Conversation is becoming impossible, both because of the cacophony and the fact that we are separated by yards, trapped by other groups, who are for all we know trapped by other groups. We finish off our beers and head for the stadium. Two minutes thirty seconds from pub to turnstile. We pop our heads into the toilets on the way in. Now would be a good time to go, and would save later heart (and bladder) ache. But the nauseating wall of smell and unsightly scrum within is enough to stop us dead in our tracks, and turn swiftly on our heels. As if it would have made any difference anyway. We still would  require several mid-match visits, given the amount we had drunk and the timeframe in which we had done it. Finally, we stumble out into the watery afternoon light, and a packed  Gallowgate End. ‘As long as we aren’t mistaken for ‘Makkums’ I pray.

Where have all the Magpies gone? an unfancied fixture during the Second Division ‘doldrum years’

The Match

What then took place was typical of my experiences of going to football in the ‘70’s and ‘80’s, notwithstanding some epic matches with My Best Mate Aky: Man U vs. Barcelona European Cup Winners Cup quarter-final, second leg, for instance. No, today I find it irritating, being buffeted by a large, and in turns, genial then menacing crowd: all the time struggling to see what was going on. (Something which on a Friday or Saturday night watching a live band I’d be right in the middle of, loving every minute) I am also freezing cold while the ‘Toon’ army sport bare chests and vests. To top it all off, unable to move due to the dense mass of bodies I am encased in, and so from five minutes after kick off onwards I suffer excruciating bladder pain as I strain to hold back what must now be close to half a gallon of processed alcohol etc. I knew it. I should have gone when I had the chance.

I had given up on the donkey jacket (Coat Tales1) by now and was sporting a normally cosy ensemble of Levi denim jacket and MA1 flying jacket. If nothing else, at least the MA1 jacket design made it harder for someone to piss in your pocket. A nice little souvenier to bring back with you from the football and no mistake. Speaking of which (coats and jackets I mean) Keith has a dark double-breasted greatcoat, with something of a naval cut about it and Nige, a bomber jacket.

Phoarrr! Look at that lasses. A genuine Tyne bloater.

I almost forgot … What a match! Newcastle flounder, on the backfoot for much of the game. Luton lead 1 – 2 until a magnificent final ten minutes in which the Geordies manage to put two past the visitors, including a last-minute winner. The tension unbearable. The explosion of relief at the final whisitle, unbelievable. Imre Varadi gets one, Alan Brown – irony of ironies, a loan signing from … ‘The Makkums’ – Sunderland no less, bagging a brace! Final score: Newcastle United 3, Luton Town 2.
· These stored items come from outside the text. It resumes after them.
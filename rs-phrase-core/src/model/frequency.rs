use std::cmp::Ordering;
use std::collections::HashMap;

/// Occurrences of each continuation observed after one context.
///
/// Example: `{ "dog" => 3, "." => 1 }`
pub type Counts = HashMap<String, usize>;

/// Continuation counts indexed by context (`"word"` or `"word word"`).
pub type CountTable = HashMap<String, Counts>;

/// Builds continuation counts from parsed sentences and ranks continuations.
#[derive(Debug, Default, Clone, Copy)]
pub struct FrequencyAnalyzer;

impl FrequencyAnalyzer {
	pub fn new() -> Self {
		Self
	}

	/// Counts every bigram and trigram transition of `sentences`.
	///
	/// For each position `i` of a sentence:
	/// - the one-token context `t[i]` is followed by `t[i + 1]`
	/// - the two-token context `"t[i] t[i + 1]"` is followed by `t[i + 2]`
	///
	/// Transitions never cross sentence boundaries, but counts from all
	/// sentences accumulate into the same table.
	pub fn build_counts(&self, sentences: &[Vec<String>]) -> CountTable {
		let mut table = CountTable::new();

		for tokens in sentences {
			for (i, pair) in tokens.windows(2).enumerate() {
				*table
					.entry(pair[0].clone())
					.or_default()
					.entry(pair[1].clone())
					.or_insert(0) += 1;

				if let Some(next) = tokens.get(i + 2) {
					let context = format!("{} {}", pair[0], pair[1]);
					*table.entry(context).or_default().entry(next.clone()).or_insert(0) += 1;
				}
			}
		}

		table
	}

	/// Returns the two best continuations of `counts`, best first.
	///
	/// A continuation ranks higher when its count is higher; equal counts are
	/// ordered lexicographically, smallest first. The result is empty when no
	/// continuation is known and a singleton when only one is.
	pub fn top2(&self, counts: &Counts) -> Vec<String> {
		let mut first: Option<(&str, usize)> = None;
		let mut second: Option<(&str, usize)> = None;

		for (token, &count) in counts {
			let candidate = (token.as_str(), count);
			if first.is_none_or(|best| Self::ranks_before(candidate, best)) {
				second = first;
				first = Some(candidate);
			} else if second.is_none_or(|runner_up| Self::ranks_before(candidate, runner_up)) {
				second = Some(candidate);
			}
		}

		first
			.into_iter()
			.chain(second)
			.map(|(token, _)| token.to_owned())
			.collect()
	}

	/// Total order: higher count first, then smaller token first.
	fn ranks_before(a: (&str, usize), b: (&str, usize)) -> bool {
		match a.1.cmp(&b.1) {
			Ordering::Greater => true,
			Ordering::Less => false,
			Ordering::Equal => a.0 < b.0,
		}
	}
}
use std::path::Path;

use log::info;
use once_cell::sync::Lazy;
use regex::Regex;

use crate::config::GeneratorConfig;
use crate::error::{Error, Result};
use crate::io;
use crate::storage::{Snapshot, Storage};
use super::generator::TextGenerator;

static NAME: Lazy<Regex> = Lazy::new(|| Regex::new(r"^[A-Za-z_]+$").expect("valid name regex"));

/// A named, persisted text generator.
///
/// The generator configuration is not part of the stored data: it is
/// supplied each time the dictionary is created or opened.
#[derive(Debug, Clone)]
pub struct Dictionary {
	name: String,
	generator: TextGenerator,
}

impl Dictionary {
	/// Checks that `name` only uses ASCII letters and underscores.
	pub fn validate_name(name: &str) -> Result<()> {
		if NAME.is_match(name) {
			Ok(())
		} else {
			Err(Error::InvalidName(name.to_owned()))
		}
	}

	/// Creates an empty dictionary and stores it right away.
	///
	/// # Errors
	/// - `Error::InvalidName` if the name is not made of `[A-Za-z_]`
	/// - `Error::AlreadyExists` if the storage already holds this name
	pub fn create<S: Storage + ?Sized>(storage: &mut S, name: &str, config: GeneratorConfig) -> Result<Self> {
		Self::validate_name(name)?;
		if storage.contains(name)? {
			return Err(Error::AlreadyExists(name.to_owned()));
		}

		storage.save(name, &Snapshot::empty())?;
		info!("Dictionary '{name}' created");
		Ok(Self { name: name.to_owned(), generator: TextGenerator::new(config) })
	}

	/// Loads the dictionary `name` from `storage`.
	///
	/// # Errors
	/// - `Error::InvalidName` if the name is not made of `[A-Za-z_]`
	/// - `Error::NotFound` if the storage does not hold it
	pub fn open<S: Storage + ?Sized>(storage: &S, name: &str, config: GeneratorConfig) -> Result<Self> {
		Self::validate_name(name)?;
		let generator = storage.load(name)?.restore(config);
		info!("Dictionary '{name}' opened ({} contexts)", generator.len());
		Ok(Self { name: name.to_owned(), generator })
	}

	pub fn name(&self) -> &str {
		&self.name
	}

	pub fn generator(&self) -> &TextGenerator {
		&self.generator
	}

	pub fn set_config(&mut self, config: GeneratorConfig) {
		self.generator.set_config(config);
	}

	pub fn save<S: Storage + ?Sized>(&self, storage: &mut S) -> Result<()> {
		storage.save(&self.name, &Snapshot::capture(&self.generator))?;
		info!("Dictionary '{}' saved", self.name);
		Ok(())
	}

	/// Removes the dictionary from `storage`.
	pub fn delete<S: Storage + ?Sized>(self, storage: &mut S) -> Result<()> {
		storage.delete(&self.name)?;
		info!("Dictionary '{}' deleted", self.name);
		Ok(())
	}

	/// Learns from `text`. Returns the number of contexts touched.
	pub fn ingest_text(&mut self, text: &str) -> usize {
		self.generator.ingest(text)
	}

	/// Learns from raw bytes, which must be UTF-8 text.
	///
	/// # Errors
	/// `Error::InvalidInput` if the bytes are not text; nothing is learned then.
	pub fn ingest_bytes(&mut self, bytes: Vec<u8>) -> Result<usize> {
		let text = io::decode_text(bytes)?;
		Ok(self.ingest_text(&text))
	}

	/// Learns from a text file, then stores the updated dictionary.
	pub fn ingest_file<P: AsRef<Path>, S: Storage + ?Sized>(&mut self, path: P, storage: &mut S) -> Result<usize> {
		let text = io::read_text(&path)?;
		let touched = self.ingest_text(&text);
		info!("Dictionary '{}' learned from {} ({touched} contexts)", self.name, path.as_ref().display());
		self.save(storage)?;
		Ok(touched)
	}

	/// Continues the phrase started by `prefix`.
	pub fn generate(&self, prefix: &str) -> Result<String> {
		self.generator.generate(prefix)
	}
}

#[cfg(test)]
mod tests {
	use super::*;
	use crate::storage::MemoryStorage;

	#[test]
	fn validates_names() {
		for name in ["tolstoy", "War_and_Peace", "_"] {
			assert!(Dictionary::validate_name(name).is_ok(), "{name}");
		}
		for name in ["", "bad name", "abc1", "толстой", "a.b", "../etc"] {
			assert!(matches!(Dictionary::validate_name(name), Err(Error::InvalidName(_))), "{name}");
		}
	}

	#[test]
	fn create_persists_immediately() {
		let mut storage = MemoryStorage::new();
		let dictionary = Dictionary::create(&mut storage, "fresh", GeneratorConfig::default()).unwrap();
		assert!(dictionary.generator().is_empty());
		assert_eq!(storage.list_available().unwrap(), vec!["fresh"]);

		assert!(matches!(
			Dictionary::create(&mut storage, "fresh", GeneratorConfig::default()),
			Err(Error::AlreadyExists(_))
		));
	}

	#[test]
	fn save_and_open_round_trip() {
		let mut storage = MemoryStorage::new();
		let mut dictionary = Dictionary::create(&mut storage, "cats", GeneratorConfig::default()).unwrap();
		dictionary.ingest_text("The cat sat. The cat ran. A dog sat.");
		dictionary.save(&mut storage).unwrap();

		let reopened = Dictionary::open(&storage, "cats", GeneratorConfig::default()).unwrap();
		assert_eq!(reopened.name(), "cats");
		assert_eq!(reopened.generator().ngrams(), dictionary.generator().ngrams());
	}

	#[test]
	fn open_unknown_is_not_found() {
		let storage = MemoryStorage::new();
		assert!(matches!(
			Dictionary::open(&storage, "ghost", GeneratorConfig::default()),
			Err(Error::NotFound(_))
		));
	}

	#[test]
	fn open_rejects_names_leaving_the_folder() {
		let dir = tempfile::tempdir().unwrap();
		let mut outside = crate::storage::FolderStorage::new(dir.path().to_str().unwrap());
		Dictionary::create(&mut outside, "outside", GeneratorConfig::default()).unwrap();

		let inside = crate::storage::FolderStorage::new(dir.path().join("data").to_str().unwrap());
		assert!(matches!(
			Dictionary::open(&inside, "../outside", GeneratorConfig::default()),
			Err(Error::InvalidName(_))
		));
	}

	#[test]
	fn set_config_changes_generation_bound() {
		let mut storage = MemoryStorage::new();
		let mut dictionary = Dictionary::create(&mut storage, "echo", GeneratorConfig::default()).unwrap();
		dictionary.ingest_text("la la la la la la");
		dictionary.set_config(GeneratorConfig { max_generated_word_count: 2, generated_without_dot: 10 });
		assert_eq!(dictionary.generator().config().max_generated_word_count, 2);
		assert_eq!(dictionary.generate("la").unwrap(), "la la la.");
	}

	#[test]
	fn undecodable_bytes_change_nothing() {
		let mut storage = MemoryStorage::new();
		let mut dictionary = Dictionary::create(&mut storage, "cats", GeneratorConfig::default()).unwrap();
		dictionary.ingest_text("the cat sat.");
		let before = dictionary.generator().ngrams().clone();

		assert!(matches!(dictionary.ingest_bytes(vec![b'a', 0xff, b'b']), Err(Error::InvalidInput(_))));
		assert_eq!(dictionary.generator().ngrams(), &before);

		assert_eq!(dictionary.ingest_bytes(b"the dog".to_vec()).unwrap(), 3);
	}

	#[test]
	fn delete_removes_from_storage() {
		let mut storage = MemoryStorage::new();
		let dictionary = Dictionary::create(&mut storage, "cats", GeneratorConfig::default()).unwrap();
		dictionary.delete(&mut storage).unwrap();
		assert!(storage.list_available().unwrap().is_empty());
	}
}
Varadi: who didn’t he play for?

The place erupted. Twenty thousand (give or take a few) Geordies celebrate a famous victory. I am overjoyed: I might just make it to the toilets without major incident. Keith and Nige were jumping on the spot. We embraced and were embraced by high-spirited/drunken Newcastle United fans: ‘What a finish!’

Spectacle Case

Now, I didn’t actually hear the sound of crunching glass. The roar of the crowd was too strong. Keith said he felt it underfoot, but didn’t realise what it was. Then I saw it, or rather them, or rather what was left of them. For as he celebrated equally the Newcastle side’s powers of recovery and relief at a decent game seen; unbeknown to Keith, his glasses, which were not in a case, had slipped from his greatcoat pocket onto the terrace, where his feet demolished them with surprising efficiency.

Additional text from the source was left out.